My earlier book, VHDL Starters Guide, focused on the use of VHDL as a language for describing digital systems for the purpose of simulation in tasks such as performance evaluation and design verification. This book attempts to expand that point of view to encompass the use of a VHDL description as a point of departure for the synthesis of digital hardware. The emergence of an IEEE Standard for VHDL and the rapid development and use of the IEEE Standard VHDL language in industry makes it imperative that we provide opportunities for electrical and computer engineering students to learn the language and become proficient in its application both in simulation and synthesis environments.
There are many excellent books on the VHDL language and its use for the purpose of building accurate models of complex digital systems. These books have been largely complete treatments of the language and generally have been written for practicing engineers, and more recently for use in graduate and undergraduate courses. In the last few years the use of hardware description languages in the undergraduate classroom has become more common; it is no longer unusual for students to use VHDL or Verilog in their junior or senior design projects.
Even with all these developments in education, I find the usage of hardware descriptions languages in the classroom for the purposes of synthesis at the same point that I found the treatment of simulation modeling five years ago. Texts that treat the synthesis of digital hardware from high-level language descriptions focus on the intellectually challenging problem of synthesis from abstract specifications, whether they are executable language specifications or other formal specifications. Thus, courses dealing with synthesis tend to be at the advanced graduate level. At the same time introductory digital logic courses make use of synthesis tools for Boolean expressions and state machines. The courses may start from prior generation specification languages or even a hardware description language such as VHDL and will target programmable logic arrays and the rapidly expanding area of field programmable gate arrays (FPGAs). The focus on synthesis in this book is motivated by the rapid growth of FPGAs in all manner of digital systems from low-cost controllers to high-speed special purpose co-processors. It is my belief that FPGAs will become a mainstay in the digital designers tool chest, and synthesis from high-level languages will be a dominant design methodology. Hence I foresee a need for the integration of FPGAs into courses in digital logic and computer architecture.
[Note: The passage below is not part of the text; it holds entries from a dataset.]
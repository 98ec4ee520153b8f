//! Typed messages flowing through cranes.
//!
//! A [`Msg`] binds a flow id, a kind, a segmented payload and the [`Unit`]
//! that accounts for its processing. The unit holder is an `Option`: a
//! message whose unit was already handed off finishes as a no-op, so
//! [`Msg::finish_unit`] is safe to call on any teardown path.

use bytes::Bytes;

use crate::codec::{put_varint, Frame};
use crate::payload::Payload;
use crate::unit::{Scheduler, Unit};

/// Wire message kinds. Unlisted bytes decode to `Unknown` and are dropped
/// by the crane dispatcher.
#[derive(Debug, Clone, Copy, PartialEq, Eq)]
pub enum MsgKind {
    /// Establish a new flow; payload carries the terminal's init parameters.
    Init,
    /// User bytes.
    Data,
    /// Terminate a flow; payload carries a packed [`FlowError`](crate::error::FlowError).
    Stop,
    Unknown(u8),
}

impl MsgKind {
    pub fn wire(self) -> u8 {
        match self {
            Self::Init => 1,
            Self::Data => 2,
            Self::Stop => 3,
            Self::Unknown(byte) => byte,
        }
    }

    pub fn from_wire(byte: u8) -> Self {
        match byte {
            1 => Self::Init,
            2 => Self::Data,
            3 => Self::Stop,
            other => Self::Unknown(other),
        }
    }
}

/// A message within the relay fabric.
#[derive(Debug)]
pub struct Msg {
    pub flow_id: u32,
    pub kind: MsgKind,
    pub payload: Payload,
    unit: Option<Unit>,
}

impl Msg {
    /// New Data message with a fresh unit. The flow id is unset.
    pub async fn new(scheduler: &Scheduler, data: impl Into<Bytes>) -> Self {
        Self {
            flow_id: 0,
            kind: MsgKind::Data,
            payload: Payload::new(data),
            unit: Some(scheduler.new_unit().await),
        }
    }

    /// New empty Data message with a fresh unit.
    pub async fn empty(scheduler: &Scheduler) -> Self {
        Self {
            flow_id: 0,
            kind: MsgKind::Data,
            payload: Payload::empty(),
            unit: Some(scheduler.new_unit().await),
        }
    }

    /// Admit a decoded inbound frame. Ingress work is unit-scheduled the
    /// same way egress is, so read pressure throttles the reader too.
    pub async fn from_frame(scheduler: &Scheduler, frame: Frame) -> Self {
        Self {
            flow_id: frame.flow_id,
            kind: frame.kind,
            payload: Payload::new(frame.payload),
            unit: Some(scheduler.new_unit().await),
        }
    }

    /// Build a Stop message carrying a packed error. Control messages skip
    /// the admission slowdown: teardown must not be throttled by the very
    /// pressure it resolves.
    pub fn stop(scheduler: &Scheduler, flow_id: u32, err: &crate::error::FlowError) -> Self {
        Self {
            flow_id,
            kind: MsgKind::Stop,
            payload: Payload::new(err.pack()),
            unit: Some(scheduler.new_unit_now()),
        }
    }

    pub fn is_high_priority(&self) -> bool {
        self.unit.as_ref().is_some_and(Unit::is_high_priority)
    }

    pub fn make_high_priority(&mut self) {
        if let Some(unit) = self.unit.as_mut() {
            unit.make_high_priority();
        }
    }

    /// Record this message's origin for unit leak diagnostics. No-op when
    /// the unit was already handed off.
    pub fn debug_unit(&self, source: impl Into<String>) {
        if let Some(unit) = self.unit.as_ref() {
            unit.debug(source);
        }
    }

    /// Prepend the wire header in place: `[flow id BE | kind]`, then the
    /// varint length of everything that follows it. Must be called exactly
    /// once, immediately before the bytes go out.
    pub fn pack(&mut self) {
        let mut header = Vec::with_capacity(5);
        header.extend_from_slice(&self.flow_id.to_be_bytes());
        header.push(self.kind.wire());
        self.payload.prepend(header);

        let mut length = Vec::with_capacity(5);
        put_varint(&mut length, self.payload.len() as u32);
        self.payload.prepend(length);
    }

    /// Pack `other` and append its bytes to this message's payload, so both
    /// leave in one crane write. The data is moved, not copied. A
    /// high-priority mark is inherited, and `other`'s unit is finished.
    pub fn consume(&mut self, mut other: Msg) {
        other.pack();
        self.payload.append(std::mem::take(&mut other.payload));
        if other.is_high_priority() {
            self.make_high_priority();
        }
        other.finish_unit();
    }

    /// Signal the scheduler that this message's processing is complete.
    /// Safe to call when the unit holder is already empty.
    pub fn finish_unit(&mut self) {
        if let Some(unit) = self.unit.take() {
            unit.finish();
        }
    }
}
This text is not intended to be a comprehensive coverage of the VHDL language. Rather, it is intended to provide an introduction to the basic language concepts, and a framework for thinking about the structure and operation of VHDL programs from the point of view of modeling and simulation as well as synthesis. The book introduces key VHDL constructs that are motivated by the behavioral and physical properties of digital systems. Each language construct is studied from two opposing points of view: i) for the purpose of simulation the physical or behavioral attribute of a digital system that is captured by the language construct and ii) for the purposes of synthesis the digital hardware that is implied by the construct.
Programming idioms from conventional programming languages by themselves are insufficient for productively learning to apply hardware description languages such as VHDL. Through laboratory exercises, students can very quickly come up to speed in building useful, non-trivial models of digital systems. As their experience grows, so will their need for more comprehensive information and modeling techniques, which can be found in a variety of existing textbooks and the standard language reference manual.
This book is intended to support a first look at the language and as such I have decided to focus on what I felt were the most commonly used aspects of the language. VHDL has often been accused of being bulky, overly complicated, and difficult to use. Although the language may possess a large number of features I have found that I can focus on a core set of language constructs that can enable to students to rapidly become productive in its application. By packaging the Xilinx Foundation CAD tools with this text I hope students will be provided with a productive learning experience.
The style of the book is motivated by the need for a text for sophomore- through senior-level texts used in courses in digital logic, computer architecture, and capstone design projects. The ability to construct simulation models of, or synthesize, the building blocks studied in these courses is an invaluable teaching aid.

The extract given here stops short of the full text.